Query by humming System
It is a music retrieval technology in which users can hum or sing a melody to retrieve the
song.
The user simply sings or hums the tune into a computer microphone, and the system
searches through a database of song for melodies containing the tune and returns a ranked
list of search results. Thus user can then find the desired song by listening to the results.
6. 6
A Query by Humming (QBH) system enables a user to hum a melody into a microphone
connected to a computer in order to retrieve a list of possible song titles that match the
query melody. The system analyzes the melodic and rhythmic information of the input
signal. The extracted data set is used as a database query. The result is presented as a list of
e.g. ten best matching results.
Generally, a QBH system is a Music Information Retrieval (MIR) system. A MIR systems
provides several means for music retrieval, which can be hummed audio signal, but also
music genre classification or text information about the artist or title.
7. 7
2. BASIC ARCHITECTURE
Fig- Basic System Architecture
The basic architecture of the system is depicted in above figure. A microphone takes the
hummed input and sends this as a PCM signal to extraction block. The extracted information
results here which is given to the transcription part. The transcription block forms Melody
Contour to be compared with all contours residing in the database. A result list is finally
presented to the user.
Extraction
The extraction block is also referred as the acoustic front end. After recording the signal
with a computer sound card the signal is band pass filtered to reduce environmental noise
and distortion. In this system a sampling rate of 8000 Hz is used. The signal is band limited
to 80 to 800 Hz, which is sufficient for sung input. This frequency range corresponds to a
musical note range of D2–G5.
Transcription
The transcription block transcribes the extracted information into the representation that is
needed for comparison. The main task is to segment the input stream into single notes. This
can be done using parson code algorithm.
8. 8
Comparison
The transcription result is used as database query. Several distance measures can be used to
find a similar piece of music. The database contains a collection of already transcribed
melodies formatted according to the MelodyContourType.
The Result is finally presented to the user.
9. 9
3. APPLICATIONS
These are some examples of QBH Systems.
Shazam
Shazam is a commercial mobile phone-based music identification service. The company was
founded in 1999 by Chris Barton, Philip Inghelbrecht, Avery Wang and Dhiraj Mukherjee.
Shazam uses a mobile phone's built-in microphone to gather a brief sample of music being
played. An acoustic fingerprint is created based on the sample, and is compared against a
central database for a match. If a match is found, information such as the artist, song title,
and album are relayed back to the user.
Shazam can identify prerecorded music being broadcast from any source, such as a radio,
television, cinema or club, provided that the background noise level is not high enough to
prevent an acoustic fingerprint being taken, and that the song is present in the software's
database.
10. 10
SoundHound
SoundHound (known as Midomi until December 2009) is a mobile device service that allows
users to identify music by humming, singing or playing a recorded track.
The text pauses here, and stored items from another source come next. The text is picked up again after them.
//! Collection-with-array-field relation
//!
//! The source record itself holds the target keys in an array field.

use std::rc::Rc;

use serde_json::Value;

use super::{RelatedRows, RelationDef, RelationKind};
use crate::database::Database;
use crate::error::Result;
use crate::index::compute_foreign_key;
use crate::query::{Row, RowSet};

/// Targets named by the source record's key array, in array order.
///
/// The source record is re-read from its current index; keys with no
/// stored target are dropped.
pub(super) fn related_rows(
    db: &Rc<Database>,
    relation: &RelationDef,
    value: &Value,
) -> Result<RelatedRows> {
    let RelationKind::HasManyWith { fk_field } = &relation.kind else {
        return Ok(RelatedRows::Many(Vec::new()));
    };
    let source = db.model(&relation.source)?;
    let target = db.model(&relation.target)?;

    let source_index = db.fetch_index(&source, None)?;
    let foreign_keys = source_index
        .get(&source.key_of(value))
        .and_then(|record| record.get(fk_field))
        .and_then(Value::as_array)
        .cloned()
        .unwrap_or_default();

    let target_index = db.fetch_index(&target, None)?;
    let targets: Vec<Row> = foreign_keys
        .iter()
        .flat_map(|fk| {
            compute_foreign_key(fk, target.key_field(), target.key_function(), None).into_vec()
        })
        .filter_map(|key| target_index.get(&key).cloned().map(Row::Item))
        .collect();

    match relation.default_query(db) {
        Some(query) => {
            let models = query.get_from(RowSet::List(targets))?;
            Ok(RelatedRows::Many(models.into_iter().map(Row::Model).collect()))
        }
        None => Ok(RelatedRows::Many(targets)),
    }
}
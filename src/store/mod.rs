//! Store collaborator
//!
//! The engine reads model state only through named getters and writes it
//! only through named mutations, both installed into the store per model
//! type. `MemoryStore` is the in-process implementation.

mod errors;
mod getters;
mod memory;
mod mutations;

use std::rc::Rc;

use serde_json::Value;

pub use errors::{StoreError, StoreResult};
pub use getters::{GetterFn, GetterValue};
pub use memory::MemoryStore;
pub use mutations::{MutationFn, MutationPayload};

pub(crate) use getters::model_getters;
pub(crate) use mutations::model_mutations;

/// Key-value store holding one state value per module path
pub trait Store {
    /// Current state of a module
    fn state(&self, path: &str) -> StoreResult<Rc<Value>>;

    /// Replaces the state of a module, registering it when new
    fn replace_state(&mut self, path: &str, state: Value);

    /// Getter registered under a full path
    fn getter(&self, path: &str) -> Option<GetterFn>;

    fn has_mutation(&self, path: &str) -> bool;

    /// Registers getters under their full paths
    fn install_getters(&mut self, getters: Vec<(String, GetterFn)>);

    /// Registers mutations under their full paths, applied to `module` state
    fn install_mutations(&mut self, module: &str, mutations: Vec<(String, MutationFn)>);

    /// Applies one registered mutation
    fn commit(&mut self, path: &str, payload: &MutationPayload) -> StoreResult<()>;

    /// Incremented on every state change
    fn revision(&self) -> u64;
}
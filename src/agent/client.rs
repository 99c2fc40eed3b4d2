//! Chat completion gateway
//!
//! [`CompletionGateway`] is the seam between the orchestration loop and the
//! remote model; [`ChatCompletionClient`] is the HTTP implementation.

use crate::agent::types::*;
use crate::config::{AuthStyle, CompletionConfig};
use crate::error::{Error, Result};
use async_trait::async_trait;
use reqwest::{header, Client};
use secrecy::ExposeSecret;
use tracing::{debug, info, warn};

/// Something that turns a conversation plus tool descriptors into the
/// model's next assistant message.
#[async_trait]
pub trait CompletionGateway: Send + Sync {
    /// Returns the assistant message: either a final answer or one with
    /// pending tool calls. Failures are [`Error::Gateway`].
    async fn complete(&self, messages: &[Message], tools: &[ToolDefinition]) -> Result<Message>;
}

/// Function-calling chat completion client
#[derive(Clone)]
pub struct ChatCompletionClient {
    /// HTTP client
    client: Client,
    url: String,
    options: GenerationOptions,
}

impl ChatCompletionClient {
    /// Create a new client
    pub fn new(config: &CompletionConfig) -> Result<Self> {
        let mut headers = header::HeaderMap::new();

        let (name, value) = match config.auth {
            AuthStyle::ApiKey => (
                header::HeaderName::from_static("api-key"),
                config.api_key.expose_secret().to_string(),
            ),
            AuthStyle::Bearer => (
                header::AUTHORIZATION,
                format!("Bearer {}", config.api_key.expose_secret()),
            ),
        };
        let mut value = header::HeaderValue::from_str(&value)
            .map_err(|e| Error::Config(format!("Invalid API key format: {}", e)))?;
        value.set_sensitive(true);
        headers.insert(name, value);

        let client = Client::builder()
            .default_headers(headers)
            .timeout(config.timeout)
            .build()?;

        Ok(ChatCompletionClient {
            client,
            url: config.completions_url(),
            options: GenerationOptions {
                max_tokens: config.max_tokens,
                temperature: config.temperature,
            },
        })
    }

    /// Endpoint this client posts to
    pub fn url(&self) -> &str {
        &self.url
    }

    async fn send_request(&self, request: &ChatCompletionRequest) -> Result<ChatCompletionResponse> {
        debug!(
            "Sending completion request: messages={}, tools={}",
            request.messages.len(),
            request.tools.as_ref().map_or(0, Vec::len)
        );

        let response = self
            .client
            .post(&self.url)
            .json(request)
            .send()
            .await
            .map_err(|e| Error::Gateway(format!("Completion endpoint unreachable: {}", e)))?;

        let status = response.status();

        if status.is_success() {
            let body = response
                .json::<ChatCompletionResponse>()
                .await
                .map_err(|e| Error::Gateway(format!("Malformed completion response: {}", e)))?;

            if let Some(ref usage) = body.usage {
                info!(
                    "Completion response: model={}, tokens={}",
                    body.model, usage.total_tokens
                );
            }

            Ok(body)
        } else {
            let error_text = response.text().await.unwrap_or_default();
            warn!("Completion endpoint returned {}: {}", status, error_text);

            if status.as_u16() == 401 {
                Err(Error::Gateway("Invalid API key".to_string()))
            } else {
                Err(Error::Gateway(format!("API error ({}): {}", status, error_text)))
            }
        }
    }
}

#[async_trait]
impl CompletionGateway for ChatCompletionClient {
    async fn complete(&self, messages: &[Message], tools: &[ToolDefinition]) -> Result<Message> {
        let has_tools = !tools.is_empty();
        let request = ChatCompletionRequest {
            messages: messages.to_vec(),
            max_tokens: self.options.max_tokens,
            temperature: self.options.temperature,
            tools: has_tools.then(|| tools.to_vec()),
            tool_choice: has_tools.then_some(ToolChoice::Auto),
        };

        let response = self.send_request(&request).await?;
        let choice = response
            .choices
            .into_iter()
            .next()
            .ok_or_else(|| Error::Gateway("Completion response contained no choices".to_string()))?;

        debug!(
            "finish_reason={:?}, tool_calls={}",
            choice.finish_reason,
            choice.message.pending_tool_calls().len()
        );

        if choice.message.role != Role::Assistant {
            return Err(Error::Gateway(format!(
                "Expected an assistant message, got role '{}'",
                choice.message.role
            )));
        }

        Ok(choice.message)
    }
}
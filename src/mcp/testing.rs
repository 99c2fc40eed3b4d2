//! In-memory MCP server used by unit tests

use async_trait::async_trait;
use serde_json::{json, Value};
use std::sync::atomic::{AtomicUsize, Ordering};
use std::sync::{Arc, Mutex};
use std::time::Duration;

use super::protocol::{McpNotification, McpRequest, McpResponse};
use super::transport::Transport;
use crate::error::{Error, Result};

const METHOD_NOT_FOUND: i64 = -32601;
const INVALID_PARAMS: i64 = -32602;

/// Scripted server behaviour
#[derive(Clone, Default)]
pub struct FakeServer {
    tools: Vec<(Value, Value)>,
    prompts: bool,
    resources: Vec<(String, String)>,
    page_size: Option<usize>,
    fail_initialize: bool,
    fail_session_close: bool,
    call_delay: Option<Duration>,
    cursor_cycle: Vec<String>,
}

impl FakeServer {
    pub fn new() -> Self {
        Self::default()
    }

    /// Tool that always answers with `text`
    pub fn with_tool(self, name: &str, description: &str, text: &str) -> Self {
        self.with_raw_tool_described(
            name,
            description,
            json!({"content": [{"type": "text", "text": text}]}),
        )
    }

    /// Tool that answers with a verbatim `tools/call` result
    pub fn with_raw_tool(self, name: &str, result: Value) -> Self {
        self.with_raw_tool_described(name, "", result)
    }

    fn with_raw_tool_described(mut self, name: &str, description: &str, result: Value) -> Self {
        let mut tool = json!({
            "name": name,
            "inputSchema": {"type": "object", "properties": {"key": {"type": "string"}}}
        });
        if !description.is_empty() {
            tool["description"] = json!(description);
        }
        self.tools.push((tool, result));
        self
    }

    pub fn with_prompts(mut self) -> Self {
        self.prompts = true;
        self
    }

    pub fn with_resource(mut self, uri: &str, text: &str) -> Self {
        self.resources.push((uri.to_string(), text.to_string()));
        self
    }

    pub fn with_page_size(mut self, size: usize) -> Self {
        self.page_size = Some(size);
        self
    }

    pub fn with_call_delay(mut self, delay: Duration) -> Self {
        self.call_delay = Some(delay);
        self
    }

    /// `tools/list` hands out these cursors forever, wrapping around
    pub fn with_cursor_cycle(mut self, cursors: &[&str]) -> Self {
        self.cursor_cycle = cursors.iter().map(|c| c.to_string()).collect();
        self
    }

    pub fn failing_initialize(mut self) -> Self {
        self.fail_initialize = true;
        self
    }

    pub fn failing_session_close(mut self) -> Self {
        self.fail_session_close = true;
        self
    }

    fn handle(&self, request: &McpRequest) -> McpResponse {
        let id = request.id;
        let params = request.params.clone().unwrap_or(Value::Null);

        match request.method.as_str() {
            "initialize" if self.fail_initialize => {
                McpResponse::failure(id, -32603, "initialization failed")
            }
            "initialize" => {
                let mut capabilities = json!({"tools": {}});
                if self.prompts {
                    capabilities["prompts"] = json!({});
                }
                if !self.resources.is_empty() {
                    capabilities["resources"] = json!({});
                }
                McpResponse::success(id, json!({
                    "protocolVersion": "2024-11-05",
                    "capabilities": capabilities,
                    "serverInfo": {"name": "fake", "version": "0.0.1"}
                }))
            }
            "tools/list" if !self.cursor_cycle.is_empty() => {
                let next = match params["cursor"].as_str() {
                    Some(cursor) => {
                        let at = self.cursor_cycle.iter().position(|c| c == cursor).unwrap_or(0);
                        &self.cursor_cycle[(at + 1) % self.cursor_cycle.len()]
                    }
                    None => &self.cursor_cycle[0],
                };
                let page: Vec<Value> = self.tools.iter().map(|(t, _)| t.clone()).collect();
                McpResponse::success(id, json!({ "tools": page, "nextCursor": next }))
            }
            "tools/list" => {
                let start: usize = params["cursor"]
                    .as_str()
                    .and_then(|c| c.parse().ok())
                    .unwrap_or(0);
                let size = self.page_size.unwrap_or(self.tools.len().max(1));
                let end = (start + size).min(self.tools.len());
                let page: Vec<Value> = self.tools[start..end].iter().map(|(t, _)| t.clone()).collect();
                let mut result = json!({ "tools": page });
                if end < self.tools.len() {
                    result["nextCursor"] = json!(end.to_string());
                }
                McpResponse::success(id, result)
            }
            "tools/call" => {
                let name = params["name"].as_str().unwrap_or_default();
                match self.tools.iter().find(|(t, _)| t["name"] == name) {
                    Some((_, result)) => McpResponse::success(id, result.clone()),
                    None => McpResponse::failure(id, INVALID_PARAMS, format!("Unknown tool: {}", name)),
                }
            }
            "prompts/list" if self.prompts => McpResponse::success(id, json!({
                "prompts": [{"name": "summarize", "description": "Summarize a page"}]
            })),
            "prompts/get" if self.prompts => {
                if params["name"] == "summarize" {
                    McpResponse::success(id, json!({
                        "messages": [{"role": "user", "content": {"type": "text", "text": "Summarize the page"}}]
                    }))
                } else {
                    McpResponse::failure(id, INVALID_PARAMS, "Unknown prompt")
                }
            }
            "resources/list" if !self.resources.is_empty() => {
                let resources: Vec<Value> = self
                    .resources
                    .iter()
                    .map(|(uri, _)| json!({"uri": uri, "name": uri}))
                    .collect();
                McpResponse::success(id, json!({ "resources": resources }))
            }
            "resources/read" => match self.resources.iter().find(|(uri, _)| params["uri"] == *uri) {
                Some((uri, text)) => McpResponse::success(id, json!({
                    "contents": [{"uri": uri, "text": text}]
                })),
                None => McpResponse::failure(id, INVALID_PARAMS, "Unknown resource"),
            },
            _ => McpResponse::failure(id, METHOD_NOT_FOUND, "Method not found"),
        }
    }
}

/// Observations shared between a test and its transport
#[derive(Clone, Default)]
pub struct Probe {
    methods: Arc<Mutex<Vec<String>>>,
    tool_calls: Arc<Mutex<Vec<(String, Value)>>>,
    session_closes: Arc<AtomicUsize>,
    shutdowns: Arc<AtomicUsize>,
}

impl Probe {
    pub fn methods(&self) -> Vec<String> {
        self.methods.lock().unwrap().clone()
    }

    pub fn tool_calls(&self) -> Vec<(String, Value)> {
        self.tool_calls.lock().unwrap().clone()
    }

    pub fn session_closes(&self) -> usize {
        self.session_closes.load(Ordering::SeqCst)
    }

    pub fn shutdowns(&self) -> usize {
        self.shutdowns.load(Ordering::SeqCst)
    }
}

/// Transport that answers from a [`FakeServer`]
pub struct FakeTransport {
    server: FakeServer,
    probe: Probe,
}

impl FakeTransport {
    pub fn new(server: FakeServer) -> (Self, Probe) {
        let probe = Probe::default();
        (
            FakeTransport {
                server,
                probe: probe.clone(),
            },
            probe,
        )
    }
}

#[async_trait]
impl Transport for FakeTransport {
    async fn request(&mut self, request: &McpRequest) -> Result<McpResponse> {
        self.probe.methods.lock().unwrap().push(request.method.clone());

        if request.method == "tools/call" {
            let params = request.params.clone().unwrap_or(Value::Null);
            self.probe.tool_calls.lock().unwrap().push((
                params["name"].as_str().unwrap_or_default().to_string(),
                params["arguments"].clone(),
            ));
            if let Some(delay) = self.server.call_delay {
                tokio::time::sleep(delay).await;
            }
        }

        Ok(self.server.handle(request))
    }

    async fn notify(&mut self, notification: &McpNotification) -> Result<()> {
        self.probe.methods.lock().unwrap().push(notification.method.clone());
        Ok(())
    }

    async fn close_session(&mut self) -> Result<()> {
        self.probe.session_closes.fetch_add(1, Ordering::SeqCst);
        if self.server.fail_session_close {
            return Err(Error::Connection("server went away".to_string()));
        }
        Ok(())
    }

    async fn shutdown(&mut self) -> Result<()> {
        self.probe.shutdowns.fetch_add(1, Ordering::SeqCst);
        Ok(())
    }

    fn describe(&self) -> String {
        "fake".to_string()
    }
}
The service was
launched by Melodis Corporation (now SoundHound Inc), under Chief Executive Keyvan
Mohajer in 2007 and has received funding from Global Catalyst Partners, TransLink Capital
and Walden Venture Capital.
SoundHound is a music search engine available on the Apple App Store, Google Play,
Windows Phone Store, and on June 5, 2013, was available on the BlackBerry 10 platform. It
enables users to identify music by playing, singing or humming a piece. It is also possible to
speak or type the name of the artist, composer, song and piece. Unlike competitor Shazam,
SoundHound can recognise tracks from singing, humming, speaking, or typing, as well as
from a recording. Sound matching is achieved through the company's 'Sound2Sound'
technology, which can match even poorly-hummed performances to professional
recordings.
11. 11
Midomi
Midomi is the ultimate music search tool. Sing, hum, or whistle to instantly find your
favorite music and connect with a community that shares your musical interests.
At midomi you can create your own profile, sing your favorite songs and share them with
your friends and get discovered by other midomi users. You can listen to and rate other
users' musical performances, see their pictures, send them messages, buy original music,
and more.
midomi features an extensive digital music store with a growing collection of more than two
million legal music tracks. You can listen to samples of original recordings, buy the full studio
versions directly from midomi, and play them on your Windows computer or compatible
music players.
12. 12
Musipedia
Musipedia is a search engine for identifying pieces of music. This can be done by whistling a
theme, playing it on a virtual piano keyboard, tapping the rhythm on the computer
keyboard, or entering the Parsons code. Anybody can modify the collection of melodies and
enter MIDI files, bitmaps with sheet music, lyrics or some text about the piece, or the
melodic contours as Parsons Code.
Musipedia's search engine works differently from that of search engines such as Shazam.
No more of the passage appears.